Étudiant, Adrien Morot avait deux objectifs : voir un de ses monstres orner la couverture du magazine d’horreur Fangoria et être maquilleur d’effets spéciaux à Los Angeles à l’âge de 24 ans. Non seulement il a atteint ses deux buts, mais il est aussi en nomination pour l’Oscar du meilleur maquillage.

Le matin du 25 janvier dernier, jour de l’annonce des mises en nomination aux Oscars, le maquilleur Adrien Morot a reçu un courriel du comédien Paul Giamatti, rencontré sur le plateau du film Le monde de Barney.

«Dans son courriel, Paul (qui est devenu un ami) me demandait: «Et puis, est-ce que tu es en nomination?» J’essayais de trouver l’information sur l’internet, mais je ne suis pas habile avec les moteurs de recherche», raconte-t-il.

Pendant qu’il farfouillait sur la Toile, les courriels de félicitations sont arrivés: 1, 2, 3, 5 10, 30 courriels. «J’ai su que j’étais finaliste», dit Morot, rencontré dans son atelier, rue de Gaspé, à Montréal.

Avec la carrière qu’il a, Adrien Morot pourrait «se péter les bretelles». Étaler ses fréquentations avec les grands du septième art.
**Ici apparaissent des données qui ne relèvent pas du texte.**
//! # Beam CLI Application
//!
//! Command-line front end for `beam_core`. Builds a beam and a load from flags
//! (or reads an analysis request file), runs the analysis and prints a text
//! summary. `--json` prints the structured result for scripting and LLM use.
//!
//! ```text
//! beam_cli solve --length 10 --load point --magnitude 100 --position 0.5
//! beam_cli influence --support fixed-fixed --observation 0.25
//! beam_cli envelope --load train --axle 145@0 --axle 145@4.3 --steps 100
//! beam_cli sweep --frames 20 --cancel-at 0.3
//! beam_cli run bridge.json --output bridge.report.json
//! ```

use std::path::{Path, PathBuf};
use std::process::ExitCode;

use clap::{Args, Parser, Subcommand, ValueEnum};
use serde::Serialize;
use tracing::level_filters::LevelFilter;
use tracing::{debug, info};

use beam_core::calculations::{self, SolveOptions, SweepController, SweepState};
use beam_core::file_io::{load_request, save_report};
use beam_core::{
    ApproximationNotice, Axle, BeamConfig, CalcError, CalcResult, LoadCase, ResultSet,
    SupportCondition,
};

#[derive(Parser)]
#[command(name = "beam_cli")]
#[command(about = "Beam moving-load analysis - moments, shears, deflections, influence lines and envelopes", long_about = None)]
struct Cli {
    /// Increase log verbosity (-v info, -vv debug, -vvv trace)
    #[arg(short, long, action = clap::ArgAction::Count, global = true)]
    verbose: u8,

    #[command(subcommand)]
    command: Commands,
}

#[derive(Subcommand)]
enum Commands {
    /// Solve one load position
    Solve {
        #[command(flatten)]
        beam: BeamArgs,
        #[command(flatten)]
        load: LoadArgs,
        /// Number of intervals along the beam
        #[arg(long, default_value_t = 100)]
        divisions: usize,
        /// Print the full result as JSON
        #[arg(long)]
        json: bool,
    },
    /// Moment influence line at an observation point
    Influence {
        #[command(flatten)]
        beam: BeamArgs,
        /// Normalized observation point in [0, 1]
        #[arg(long, default_value_t = 0.5)]
        observation: f64,
        /// Number of intervals along the beam
        #[arg(long, default_value_t = 100)]
        divisions: usize,
        /// Print the full result as JSON
        #[arg(long)]
        json: bool,
    },
    /// Moving-load envelope of maximum |M| and |V|
    Envelope {
        #[command(flatten)]
        beam: BeamArgs,
        #[command(flatten)]
        load: LoadArgs,
        /// Sweep increments (positions solved = steps + 1)
        #[arg(long, default_value_t = 50)]
        steps: usize,
        /// Number of intervals along the beam
        #[arg(long, default_value_t = 100)]
        divisions: usize,
        /// Print the full result as JSON
        #[arg(long)]
        json: bool,
    },
    /// Step the load across the beam frame by frame
    Sweep {
        #[command(flatten)]
        beam: BeamArgs,
        #[command(flatten)]
        load: LoadArgs,
        /// Number of fixed steps
        #[arg(long, default_value_t = 10)]
        frames: usize,
        /// Cancel once progress reaches this fraction
        #[arg(long)]
        cancel_at: Option<f64>,
        /// Print every frame as JSON lines
        #[arg(long)]
        json: bool,
    },
    /// Run an analysis request file
    Run {
        /// Path to the request JSON file
        request_path: PathBuf,
        /// Write the report here instead of printing it
        #[arg(short, long)]
        output: Option<PathBuf>,
    },
}

#[derive(Clone, Copy, ValueEnum)]
enum SupportArg {
    SimplySupported,
    Cantilever,
    FixedFixed,
    FixedPinned,
    MultiSpan,
}

#[derive(Args)]
struct BeamArgs {
    /// Beam length (m)
    #[arg(long, default_value_t = 10.0)]
    length: f64,
    /// Support condition
    #[arg(long, value_enum, default_value_t = SupportArg::SimplySupported)]
    support: SupportArg,
    /// Number of equal spans for a multi-span beam
    #[arg(long, default_value_t = 2)]
    segments: u32,
    /// Modulus of elasticity (GPa)
    #[arg(long, default_value_t = 200.0)]
    e_gpa: f64,
    /// Moment of inertia (cm⁴)
    #[arg(long, default_value_t = 100_000.0)]
    i_cm4: f64,
}

impl BeamArgs {
    fn to_config(&self) -> BeamConfig {
        let support = match self.support {
            SupportArg::SimplySupported => SupportCondition::SimplySupported,
            SupportArg::Cantilever => SupportCondition::Cantilever,
            SupportArg::FixedFixed => SupportCondition::FixedFixed,
            SupportArg::FixedPinned => SupportCondition::FixedPinned,
            SupportArg::MultiSpan => SupportCondition::MultiSpan {
                segments: self.segments,
            },
        };
        BeamConfig::new(self.length, support, self.e_gpa, self.i_cm4)
    }
}

#[derive(Clone, Copy, ValueEnum)]
enum LoadKind {
    Point,
    Distributed,
    Train,
}

#[derive(Args)]
struct LoadArgs {
    /// Load type
    #[arg(long = "load", value_enum, default_value_t = LoadKind::Point)]
    kind: LoadKind,
    /// Point load (kN) or distributed intensity (kN/m)
    #[arg(long, default_value_t = 100.0)]
    magnitude: f64,
    /// Distributed load width (m)
    #[arg(long, default_value_t = 1.0)]
    width: f64,
    /// Normalized position in [0, 1] (centroid, or lead axle for trains)
    #[arg(long, default_value_t = 0.5)]
    position: f64,
    /// Train axle as MAGNITUDE_KN@OFFSET_M, repeatable
    #[arg(long = "axle", value_parser = parse_axle)]
    axles: Vec<Axle>,
}

impl LoadArgs {
    fn to_load_case(&self) -> LoadCase {
        match self.kind {
            LoadKind::Point => LoadCase::point(self.magnitude, self.position),
            LoadKind::Distributed => LoadCase::distributed(self.magnitude, self.width, self.position),
            LoadKind::Train => LoadCase::train(self.axles.clone(), self.position),
        }
    }
}

fn parse_axle(s: &str) -> Result<Axle, String> {
    let (magnitude, offset) = s
        .split_once('@')
        .ok_or_else(|| format!("expected MAGNITUDE_KN@OFFSET_M, got '{s}'"))?;
    let magnitude: f64 = magnitude
        .trim()
        .parse()
        .map_err(|e| format!("bad axle magnitude '{magnitude}': {e}"))?;
    let offset: f64 = offset
        .trim()
        .parse()
        .map_err(|e| format!("bad axle offset '{offset}': {e}"))?;
    Ok(Axle::new(magnitude, offset))
}

fn main() -> ExitCode {
    let cli = Cli::parse();
    init_tracing(cli.verbose);

    let outcome = match cli.command {
        Commands::Solve {
            beam,
            load,
            divisions,
            json,
        } => cmd_solve(&beam.to_config(), &load.to_load_case(), divisions, json),
        Commands::Influence {
            beam,
            observation,
            divisions,
            json,
        } => cmd_influence(&beam.to_config(), observation, divisions, json),
        Commands::Envelope {
            beam,
            load,
            steps,
            divisions,
            json,
        } => cmd_envelope(&beam.to_config(), &load.to_load_case(), steps, divisions, json),
        Commands::Sweep {
            beam,
            load,
            frames,
            cancel_at,
            json,
        } => cmd_sweep(&beam.to_config(), load.to_load_case(), frames, cancel_at, json),
        Commands::Run {
            request_path,
            output,
        } => cmd_run(&request_path, output.as_deref()),
    };

    match outcome {
        Ok(()) => ExitCode::SUCCESS,
        Err(e) => {
            eprintln!("Error: {}", e);
            if let Ok(json) = serde_json::to_string_pretty(&e) {
                eprintln!();
                eprintln!("Error JSON:");
                eprintln!("{}", json);
            }
            if e.is_input_error() {
                ExitCode::from(2)
            } else {
                ExitCode::FAILURE
            }
        }
    }
}

fn init_tracing(verbose: u8) {
    let level = match verbose {
        0 => LevelFilter::WARN,
        1 => LevelFilter::INFO,
        2 => LevelFilter::DEBUG,
        _ => LevelFilter::TRACE,
    };
    tracing_subscriber::fmt()
        .with_max_level(level)
        .with_writer(std::io::stderr)
        .init();
}

// =============================================================================
// COMMANDS
// =============================================================================

fn cmd_solve(beam: &BeamConfig, load: &LoadCase, divisions: usize, json: bool) -> CalcResult<()> {
    let result = calculations::solve_with(beam, load, &SolveOptions { divisions })?;

    print_banner("BEAM ANALYSIS RESULTS");
    print_input(beam, load);
    print_response(&result);
    print_footer();

    if json {
        print_json(&result)?;
    }
    Ok(())
}

fn cmd_influence(beam: &BeamConfig, observation: f64, divisions: usize, json: bool) -> CalcResult<()> {
    let line = calculations::influence_line_with(beam, observation, &SolveOptions { divisions })?;

    print_banner("MOMENT INFLUENCE LINE");
    println!("Beam:");
    println!("  {}  L = {:.3} m", beam.support, beam.length_m);
    println!("  Observation point: x = {:.3} m", line.observation_m);
    println!();
    let (x, peak) = line.peak();
    println!("Peak ordinate: {:.4} kN·m/kN with unit load at x = {:.3} m", peak, x);
    print_notices(line.notice.as_slice());
    print_footer();

    if json {
        print_json(&line)?;
    }
    Ok(())
}

fn cmd_envelope(
    beam: &BeamConfig,
    load: &LoadCase,
    steps: usize,
    divisions: usize,
    json: bool,
) -> CalcResult<()> {
    let envelope = calculations::envelope_with(beam, load, steps, &SolveOptions { divisions })?;

    print_banner("MOVING LOAD ENVELOPE");
    print_input(beam, load);
    println!("Sweep: {} steps ({} positions)", envelope.steps, envelope.steps + 1);
    println!();
    let (xm, m) = envelope.peak_moment();
    let (xv, v) = envelope.peak_shear();
    println!("Envelope:");
    println!("  max |M| = {:.2} kN·m at x = {:.3} m", m, xm);
    println!("  max |V| = {:.2} kN   at x = {:.3} m", v, xv);
    print_notices(&envelope.notices);
    print_footer();

    if json {
        print_json(&envelope)?;
    }
    Ok(())
}

fn cmd_sweep(
    beam: &BeamConfig,
    load: LoadCase,
    frames: usize,
    cancel_at: Option<f64>,
    json: bool,
) -> CalcResult<()> {
    let mut sweep = SweepController::new(beam, load, std::time::Duration::from_secs(1))?;
    let handle = sweep.cancel_handle();
    let mut write_error = None;

    if !json {
        println!("{:>8}  {:>8}  {:>12}  {:>12}", "progress", "x (m)", "max|M| kN·m", "max|δ| mm");
    }

    let state = sweep.run_stepped(frames, |frame| {
        if json {
            match serde_json::to_string(frame) {
                Ok(line) => println!("{}", line),
                Err(e) => write_error = Some(CalcError::from(e)),
            }
        } else {
            let (_, m) = frame.result.max_abs_moment();
            let (_, d) = frame.result.max_abs_deflection();
            println!(
                "{:>8.3}  {:>8.3}  {:>12.2}  {:>12.3}",
                frame.progress,
                frame.position * beam.length_m,
                m,
                d
            );
        }
        if cancel_at.is_some_and(|limit| frame.progress >= limit) {
            debug!(progress = frame.progress, "cancel threshold reached");
            handle.cancel();
        }
    })?;

    if let Some(e) = write_error {
        return Err(e);
    }

    if !json {
        println!();
        match state {
            SweepState::Finished => println!("Sweep finished"),
            SweepState::Cancelled => println!(
                "Sweep cancelled at progress {:.3}",
                sweep.last_frame().map_or(0.0, |f| f.progress)
            ),
            SweepState::Running => println!("Sweep stopped"),
        }
    }
    Ok(())
}

fn cmd_run(request_path: &Path, output: Option<&Path>) -> CalcResult<()> {
    let request = load_request(request_path)?;
    let report = request.run()?;

    match output {
        Some(path) => {
            save_report(&report, path)?;
            info!(path = %path.display(), "report written");
            print_banner("BEAM ANALYSIS RESULTS");
            print_input(&request.beam, &request.load);
            print_response(&report.results);
            print_footer();
            println!("Report written to {}", path.display());
        }
        None => print_json(&report)?,
    }
    Ok(())
}

// =============================================================================
// OUTPUT
// =============================================================================

fn print_banner(title: &str) {
    println!("═══════════════════════════════════════");
    println!("  {}", title);
    println!("═══════════════════════════════════════");
    println!();
}

fn print_footer() {
    println!("═══════════════════════════════════════");
}

fn print_input(beam: &BeamConfig, load: &LoadCase) {
    println!("Input:");
    println!("  Support:  {}", beam.support);
    println!("  Span:     {:.3} m", beam.length_m);
    println!(
        "  Section:  E = {:.1} GPa, I = {:.0} cm⁴ (EI = {:.4e} N·m²)",
        beam.elastic_modulus_gpa,
        beam.moment_of_inertia_cm4,
        beam.flexural_rigidity().0
    );
    match load {
        LoadCase::Point(p) => println!(
            "  Load:     point {:.2} kN at x = {:.3} m",
            p.magnitude_kn,
            p.position_m(beam.length_m)
        ),
        LoadCase::Distributed(d) => {
            let (a, b) = d.extent_m(beam.length_m);
            println!(
                "  Load:     {:.2} kN/m from {:.3} m to {:.3} m",
                d.magnitude_kn_per_m, a, b
            );
        }
        LoadCase::Train(t) => println!(
            "  Load:     train of {} axles ({:.1} kN gross), lead axle at {:.3} m",
            t.axles.len(),
            t.gross_load_kn(),
            t.position * beam.length_m
        ),
    }
    println!();
}

fn print_response(result: &ResultSet) {
    println!("Reactions:");
    for r in &result.reactions {
        if r.moment_knm == 0.0 {
            println!("  x = {:>7.3} m   R = {:>10.2} kN", r.position_m, r.force_kn);
        } else {
            println!(
                "  x = {:>7.3} m   R = {:>10.2} kN   M = {:>10.2} kN·m",
                r.position_m, r.force_kn, r.moment_knm
            );
        }
    }
    println!();

    let (xm, m) = result.max_abs_moment();
    let (xv, v) = result.max_abs_shear();
    let (xd, d) = result.max_abs_deflection();
    println!("Demand:");
    println!("  M_max = {:>10.2} kN·m at x = {:.3} m", m, xm);
    println!("  V_max = {:>10.2} kN   at x = {:.3} m", v, xv);
    println!("  δ_max = {:>10.3} mm   at x = {:.3} m", d, xd);

    if let Some(envelope) = &result.envelope {
        let (x, peak) = envelope.peak_moment();
        println!("  Envelope max |M| = {:.2} kN·m at x = {:.3} m", peak, x);
    }
    print_notices(&result.notices);
}

fn print_notices(notices: &[ApproximationNotice]) {
    if notices.is_empty() {
        return;
    }
    println!();
    println!("Approximations:");
    for notice in notices {
        println!("  [APPROX] {}", notice);
    }
}

fn print_json<T: Serialize>(value: &T) -> CalcResult<()> {
    let json = serde_json::to_string_pretty(value)?;
    println!();
    println!("{}", json);
    Ok(())
}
Mais il préfère parler de maquillage et de ses idoles dans le domaine. Dont Rick Baker, autre finaliste.

«Rick Baker, c’est celui que la prophétie annonçait depuis des siècles, dit-il. C’est un talent singulier. C’est lui qui a fait que le maquillage d’effets spéciaux a explosé. Un talent à part. Il est le premier à avoir remporté un Oscar du meilleur maquillage avec le film An American Werewolf in London. Finaliste 11 fois en 20 ans, il a remporté six fois l’Oscar.»

Un tour de force
Adrien Morot est néanmoins en excellente position cette année, puisqu’il n’y a que trois finalistes. Outre Baker (pour The Wolfman) et lui (pour Le monde de Barney), l’équipe du film The Way Back de Peter Weir est dans la course.

Tout le monde s’accorde pour dire que Morot et son équipe ont réussi un tour de force en faisant vieillir Giamatti (Barney Panofsky) et les personnages secondaires du Monde de Barney sur une période de 35 ans.

«Nous avions six personnages à faire vieillir, dit Morot. Je devais m’assurer de la continuité et de la vraisemblance de tous les vieillissements. Pour un film de cette envergure, nous étions six ou sept personnes. C’était peu. Dans une grosse production américaine, il y aurait eu facilement le double ou le triple de personnel.»

Les personnages, c’est son truc. «J’aime beaucoup faire des maquillages de personnages, des vieillissements, dit-il. J’aime les choses qui sont relativement subtiles. Lorsque je dessine, je fais beaucoup de portraits. Par contre, j’ai la chance de faire des choses hyper trippantes comme un film de loups-garous ou un long métrage où des gens se font couper la tête... La variété est plaisante.»

Dans son atelier peuplé de têtes grotesques, de masques de loups-garous, de cadavres mutilés et de tablettes croulant sous des tonnes de matériel et d’accessoires, bien des personnages de films sont nés.

Et il y aussi quelques photos illustrant la vie de cet amoureux des effets spéciaux dont le bonheur de créer remonte à son enfance. On le voit, sur l’une d’elles, créer un masque alors qu’il est encore un gamin.

Il devait avoir un plaisir fou à passer l’Halloween, suggère-t-on. «Ce n’est pas tant à l’Halloween que dans la vie de tous les jours, répond-il. Adolescent, je faisais des maquillages avec des mains coupées, des doigts arrachés, des parties de cerveau à l’air libre. Je me mettais plein de sang et j’entrais dans un dépanneur en poussant des cris d’agonie et en demandant des pansements. Vraiment, c’était n’importe quoi et irresponsable (rires). Je suis quelqu’un de relativement réservé et timide et je crois que c’était un exutoire pour moi.»

Parents, retenez ceci: si vos enfants font des folies, réfléchissez avant de leur servir une punition. Leurs frasques les mèneront peut-être à la cérémonie des Oscars.

Adrien Morot a travaillé à...

Angle mort
(2011)

Lance et compte (2010)

Night at the Museum (2006)

Bon Cop, Bad Cop (2006)

C.R.A.Z.Y. (2005)

The Day After Tomorrow (2004)

Maelström (2000)

Et des dizaines d’autres films et séries télévisées.